Dataset records.
+--
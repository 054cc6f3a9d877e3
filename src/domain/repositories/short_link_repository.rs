//! Repository trait for short link data access.

use crate::domain::entities::{NewShortLink, ShortLink};
use crate::error::AppError;
use async_trait::async_trait;

/// Outcome of an insert attempt against the uniqueness constraints on
/// `short_links`.
///
/// The two duplicate cases are distinguishable so the service can react
/// differently: a duplicate `long_url` means a concurrent caller already
/// created the row (re-read and return it), a duplicate `short_url` means
/// the random token collided (re-draw and retry).
#[derive(Debug, Clone)]
pub enum ShortLinkInsert {
    Created(ShortLink),
    DuplicateLongUrl,
    DuplicateShortUrl,
}

/// Repository interface for short links.
///
/// # Implementations
///
/// - [`crate::infrastructure::persistence::PgShortLinkRepository`] - PostgreSQL implementation
/// - Test mocks available with `cfg(test)`
#[cfg_attr(test, mockall::automock)]
#[async_trait]
pub trait ShortLinkRepository: Send + Sync {
    /// Attempts to insert a new short link.
    ///
    /// A unique-constraint violation on `long_url` or `short_url` is
    /// reported through [`ShortLinkInsert`], not as an error.
    ///
    /// # Errors
    ///
    /// Returns [`AppError::Internal`] on other database errors.
    async fn insert(&self, new_link: NewShortLink) -> Result<ShortLinkInsert, AppError>;

    /// Finds a short link by its canonical long URL.
    ///
    /// # Errors
    ///
    /// Returns [`AppError::Internal`] on database errors.
    async fn find_by_long_url(&self, long_url: &str) -> Result<Option<ShortLink>, AppError>;

    /// Point lookup by the exact short URL string.
    ///
    /// Returns inactive rows too; the service decides whether a
    /// soft-disabled link resolves.
    ///
    /// # Errors
    ///
    /// Returns [`AppError::Internal`] on database errors.
    async fn find_by_short_url(&self, short_url: &str) -> Result<Option<ShortLink>, AppError>;
}
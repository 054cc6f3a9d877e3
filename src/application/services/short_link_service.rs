//! Short link creation and resolution service.

use std::sync::Arc;

use crate::domain::entities::{NewShortLink, ShortLink};
use crate::domain::repositories::{ShortLinkInsert, ShortLinkRepository};
use crate::error::AppError;
use crate::utils::short_url::{parse_long_url, short_url_for};
use crate::utils::token_generator::generate_token;
use serde_json::json;

/// Service mapping long URLs to short, collision-free URLs and back.
///
/// Creation is an idempotent get-or-create: for a given long URL at most
/// one short link ever exists, and repeated requests return the same row.
pub struct ShortLinkService<S: ShortLinkRepository> {
    repository: Arc<S>,
    token_length: usize,
    max_attempts: usize,
}

impl<S: ShortLinkRepository> ShortLinkService<S> {
    /// Creates a new short link service.
    ///
    /// `token_length` is the number of random characters appended to the
    /// short-link prefix; `max_attempts` caps the collision retry loop.
    pub fn new(repository: Arc<S>, token_length: usize, max_attempts: usize) -> Self {
        Self {
            repository,
            token_length,
            max_attempts,
        }
    }

    /// Returns the short link for `long_url`, creating it if absent.
    ///
    /// The boolean in the result is `true` when a new row was created.
    ///
    /// # Collision handling
    ///
    /// A fresh random token is drawn for each attempt. A `short_url`
    /// uniqueness violation re-draws the token; a `long_url` uniqueness
    /// violation means a concurrent caller created the row first, in
    /// which case their row is returned. Attempts are capped: exhausting
    /// the cap is an internal error, not an unbounded loop.
    ///
    /// # Errors
    ///
    /// Returns [`AppError::Validation`] for a malformed long URL and
    /// [`AppError::Internal`] when the retry budget is exhausted or the
    /// store fails.
    pub async fn create_or_get(&self, long_url: &str) -> Result<(ShortLink, bool), AppError> {
        let parsed = parse_long_url(long_url).map_err(|e| {
            AppError::bad_request(
                "Invalid URL format",
                json!({ "url": long_url, "reason": e.to_string() }),
            )
        })?;
        let long_url = parsed.to_string();

        if let Some(existing) = self.repository.find_by_long_url(&long_url).await? {
            return Ok((existing, false));
        }

        for _ in 0..self.max_attempts {
            let token = generate_token(&mut rand::rng(), self.token_length);
            let short_url = short_url_for(&parsed, &token);

            match self
                .repository
                .insert(NewShortLink {
                    long_url: long_url.clone(),
                    short_url,
                })
                .await?
            {
                ShortLinkInsert::Created(link) => {
                    metrics::counter!("short_links_created_total").increment(1);
                    return Ok((link, true));
                }
                ShortLinkInsert::DuplicateLongUrl => {
                    // Lost the race against a concurrent create for the
                    // same long URL; the winner's row is the answer.
                    let existing = self
                        .repository
                        .find_by_long_url(&long_url)
                        .await?
                        .ok_or_else(|| {
                            AppError::internal(
                                "Short link vanished after a duplicate insert",
                                json!({ "long_url": long_url }),
                            )
                        })?;
                    return Ok((existing, false));
                }
                ShortLinkInsert::DuplicateShortUrl => {
                    tracing::debug!("short url token collision, redrawing");
                }
            }
        }

        Err(AppError::internal(
            "Failed to generate a unique short link",
            json!({ "attempts": self.max_attempts }),
        ))
    }

    /// Resolves an exact short URL string to its stored link.
    ///
    /// # Errors
    ///
    /// Returns [`AppError::NotFound`] when no active link matches.
    pub async fn resolve(&self, short_url: &str) -> Result<ShortLink, AppError> {
        self.repository
            .find_by_short_url(short_url)
            .await?
            .filter(|link| link.is_active)
            .ok_or_else(|| {
                AppError::not_found("Short link not found", json!({ "short_url": short_url }))
            })
    }
}
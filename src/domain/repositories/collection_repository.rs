//! Repository trait shared by the per-user recipe collections.

use crate::error::AppError;
use async_trait::async_trait;

/// A per-user set of recipes backed by a join table with a unique
/// `(user, recipe)` constraint. Implemented by both the shopping cart and
/// the favorites repositories; the service layer is generic over this
/// trait.
#[cfg_attr(test, mockall::automock)]
#[async_trait]
pub trait RecipeCollectionRepository: Send + Sync {
    /// Adds a recipe to the user's collection.
    ///
    /// Returns `false` if the `(user, recipe)` pair already exists.
    ///
    /// # Errors
    ///
    /// Returns [`AppError::Internal`] on database errors.
    async fn add(&self, user_id: i64, recipe_id: i64) -> Result<bool, AppError>;

    /// Removes a recipe from the user's collection.
    ///
    /// Returns `false` if no matching entry existed.
    ///
    /// # Errors
    ///
    /// Returns [`AppError::Internal`] on database errors.
    async fn remove(&self, user_id: i64, recipe_id: i64) -> Result<bool, AppError>;
}
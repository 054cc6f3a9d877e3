//! API route configuration.
//!
//! Everything here requires Bearer token authentication via
//! [`crate::api::middleware::auth`].

use crate::api::handlers::{
    add_favorite_handler, add_to_cart_handler, download_shopping_cart_handler,
    remove_favorite_handler, remove_from_cart_handler, subscribe_handler,
    subscriptions_list_handler, unsubscribe_handler,
};
use crate::state::AppState;
use axum::{
    Router,
    routing::{get, post},
};

/// Authenticated API routes.
///
/// # Endpoints
///
/// - `POST   /recipes/{id}/shopping_cart`       - add a recipe to the cart
/// - `DELETE /recipes/{id}/shopping_cart`       - remove it
/// - `GET    /recipes/download_shopping_cart`   - aggregated shopping list
/// - `POST   /recipes/{id}/favorite`            - favorite a recipe
/// - `DELETE /recipes/{id}/favorite`            - unfavorite it
/// - `POST   /users/{id}/subscribe`             - follow an author
/// - `DELETE /users/{id}/subscribe`             - unfollow
/// - `GET    /users/subscriptions`              - list followed authors
pub fn protected_routes() -> Router<AppState> {
    Router::new()
        .route(
            "/recipes/download_shopping_cart",
            get(download_shopping_cart_handler),
        )
        .route(
            "/recipes/{id}/shopping_cart",
            post(add_to_cart_handler).delete(remove_from_cart_handler),
        )
        .route(
            "/recipes/{id}/favorite",
            post(add_favorite_handler).delete(remove_favorite_handler),
        )
        .route("/users/subscriptions", get(subscriptions_list_handler))
        .route(
            "/users/{id}/subscribe",
            post(subscribe_handler).delete(unsubscribe_handler),
        )
}
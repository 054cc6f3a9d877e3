//! Generic add/remove service for per-user recipe collections.

use std::sync::Arc;

use crate::domain::entities::RecipeSummary;
use crate::domain::repositories::{RecipeCollectionRepository, RecipeRepository};
use crate::error::AppError;
use serde_json::json;

/// Add/remove logic shared by the shopping cart and the favorites list.
///
/// Both collections are join tables with a unique `(user, recipe)`
/// constraint and identical error semantics, so one service instance per
/// collection is enough; `kind` only feeds the error messages.
pub struct CollectionService<C: RecipeCollectionRepository, R: RecipeRepository> {
    collection: Arc<C>,
    recipes: Arc<R>,
    kind: &'static str,
}

impl<C: RecipeCollectionRepository, R: RecipeRepository> CollectionService<C, R> {
    pub fn new(collection: Arc<C>, recipes: Arc<R>, kind: &'static str) -> Self {
        Self {
            collection,
            recipes,
            kind,
        }
    }

    /// Adds a recipe to the user's collection and returns its compact
    /// representation.
    ///
    /// # Errors
    ///
    /// Returns [`AppError::NotFound`] for an unknown recipe and
    /// [`AppError::Validation`] when the recipe is already in the
    /// collection.
    pub async fn add(&self, user_id: i64, recipe_id: i64) -> Result<RecipeSummary, AppError> {
        let recipe = self.find_recipe(recipe_id).await?;

        if !self.collection.add(user_id, recipe_id).await? {
            return Err(AppError::bad_request(
                format!("Recipe is already in the {}", self.kind),
                json!({ "recipe_id": recipe_id }),
            ));
        }

        Ok(recipe)
    }

    /// Removes a recipe from the user's collection.
    ///
    /// # Errors
    ///
    /// Returns [`AppError::NotFound`] for an unknown recipe and
    /// [`AppError::Validation`] when the recipe was not in the
    /// collection.
    pub async fn remove(&self, user_id: i64, recipe_id: i64) -> Result<(), AppError> {
        self.find_recipe(recipe_id).await?;

        if !self.collection.remove(user_id, recipe_id).await? {
            return Err(AppError::bad_request(
                format!("Recipe is not in the {}", self.kind),
                json!({ "recipe_id": recipe_id }),
            ));
        }

        Ok(())
    }

    async fn find_recipe(&self, recipe_id: i64) -> Result<RecipeSummary, AppError> {
        self.recipes
            .find_summary(recipe_id)
            .await?
            .ok_or_else(|| {
                AppError::not_found("Recipe not found", json!({ "recipe_id": recipe_id }))
            })
    }
}
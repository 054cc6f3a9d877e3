//! Handler for short link redirects.

use axum::{
    extract::{Path, State},
    response::Redirect,
};
use regex::Regex;
use std::sync::LazyLock;
use tracing::debug;

use crate::error::AppError;
use crate::state::AppState;
use crate::utils::short_url::short_url_for;

/// Shape of a well-formed short link token.
static TOKEN_REGEX: LazyLock<Regex> =
    LazyLock::new(|| Regex::new(r"^[A-Za-z0-9]{1,64}$").expect("valid regex"));

/// Redirects a short link token to its stored long URL.
///
/// # Endpoint
///
/// `GET /sl/{token}`
///
/// The token shape is validated before the store is touched; the full
/// short URL is then rebuilt on the configured base origin and resolved.
///
/// # Errors
///
/// Returns 400 Bad Request for a malformed token and 404 Not Found when
/// no active link matches. Resolution failure is an explicit error
/// response, never a 200 with an error body.
pub async fn redirect_handler(
    Path(token): Path<String>,
    State(state): State<AppState>,
) -> Result<Redirect, AppError> {
    if !TOKEN_REGEX.is_match(&token) {
        return Err(AppError::bad_request(
            "Malformed short link token",
            serde_json::json!({ "token": token }),
        ));
    }

    let short_url = short_url_for(&state.base_url, &token);
    let link = state.short_link_service.resolve(&short_url).await?;

    metrics::counter!("redirects_served_total").increment(1);
    debug!(%short_url, long_url = %link.long_url, "redirecting");

    Ok(Redirect::temporary(&link.long_url))
}
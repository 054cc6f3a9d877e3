//! Health check response.

use serde::Serialize;

#[derive(Debug, Serialize)]
pub struct HealthResponse {
    pub status: &'static str,
    pub database: &'static str,
}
+--
TASK BRIEF.
What lines of the data include the word "NewShortLink"? Copy each of them.

OUTPUT OF THE EXERCISE.
use crate::domain::entities::{NewShortLink, ShortLink};
    async fn insert(&self, new_link: NewShortLink) -> Result<ShortLinkInsert, AppError>;
use crate::domain::entities::{NewShortLink, ShortLink};
                .insert(NewShortLink {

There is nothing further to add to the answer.